*** Opening SOURCE DATA ***
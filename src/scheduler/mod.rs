mod assignment;
pub mod conflicts;
pub mod eligibility;
pub mod location;
mod reconcile;
pub mod rotation;
mod types;
mod util;

pub use types::{
    CrossShiftConflict, DailyReport, GenerationReport, ReconcileReport, SchedError, Skip,
    SkipReason, UsedStaff,
};

use crate::config::ScheduleConfig;
use crate::model::{ScheduleAssignment, Shift};
use crate::storage::{AssignmentStore, RosterProvider};
use chrono::NaiveDate;

/// Allocateur : encapsule la configuration et le support (annuaire + affectations).
///
/// Les exécutions sont séquentielles ; deux générations concurrentes sur la
/// même date et la même garde doivent être sérialisées par l'appelant.
#[derive(Debug)]
pub struct Allocator<B> {
    config: ScheduleConfig,
    backend: B,
}

impl<B> Allocator<B>
where
    B: RosterProvider + AssignmentStore,
{
    pub fn new(config: ScheduleConfig, backend: B) -> Result<Self, SchedError> {
        config
            .validate()
            .map_err(|e| SchedError::InvalidConfig(format!("{e:#}")))?;
        Ok(Self { config, backend })
    }

    pub fn backend(&self) -> &B {
        &self.backend
    }
    pub fn backend_mut(&mut self) -> &mut B {
        &mut self.backend
    }
    pub fn into_backend(self) -> B {
        self.backend
    }

    /// Régénère les affectations automatiques d'une date et d'une garde.
    pub fn generate(
        &mut self,
        date: NaiveDate,
        shift: Shift,
    ) -> Result<GenerationReport, SchedError> {
        assignment::generate(self, date, shift)
    }

    /// Même sélection que `generate`, sans rien supprimer ni écrire.
    pub fn preview(
        &self,
        date: NaiveDate,
        shift: Shift,
    ) -> Result<Vec<ScheduleAssignment>, SchedError> {
        assignment::plan_shift(self, date, shift).map(|draft| draft.assignments)
    }

    /// À lancer une fois les deux gardes de la date écrites.
    pub fn reconcile(&mut self, date: NaiveDate) -> Result<ReconcileReport, SchedError> {
        reconcile::reconcile(self, date)
    }

    /// Jour, nuit puis réconciliation, dans cet ordre.
    pub fn generate_date(&mut self, date: NaiveDate) -> Result<DailyReport, SchedError> {
        let day = self.generate(date, Shift::Day)?;
        let night = self.generate(date, Shift::Night)?;
        let reconcile = self.reconcile(date)?;
        Ok(DailyReport {
            date,
            day,
            night,
            reconcile,
        })
    }

    pub fn generate_range(
        &mut self,
        from: NaiveDate,
        to: NaiveDate,
    ) -> Result<Vec<DailyReport>, SchedError> {
        if to < from {
            return Err(SchedError::InvalidDateRange);
        }
        from.iter_days()
            .take_while(|d| *d <= to)
            .map(|d| self.generate_date(d))
            .collect()
    }

    /// Détection seule, sans modification.
    pub fn check(&self, date: NaiveDate) -> Result<Vec<CrossShiftConflict>, SchedError> {
        let assignments = self
            .backend
            .find_assignments(date, None, None)
            .map_err(SchedError::Store)?;
        Ok(conflicts::detect_cross_shift(&assignments))
    }
}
*** Closing SOURCE DATA ***
## [PROBLEM STATEMENT]
For each line in the data that holds "CrossShiftConflict", add one to a count, then report that count alone.

## [EXERCISE SOLUTION]
2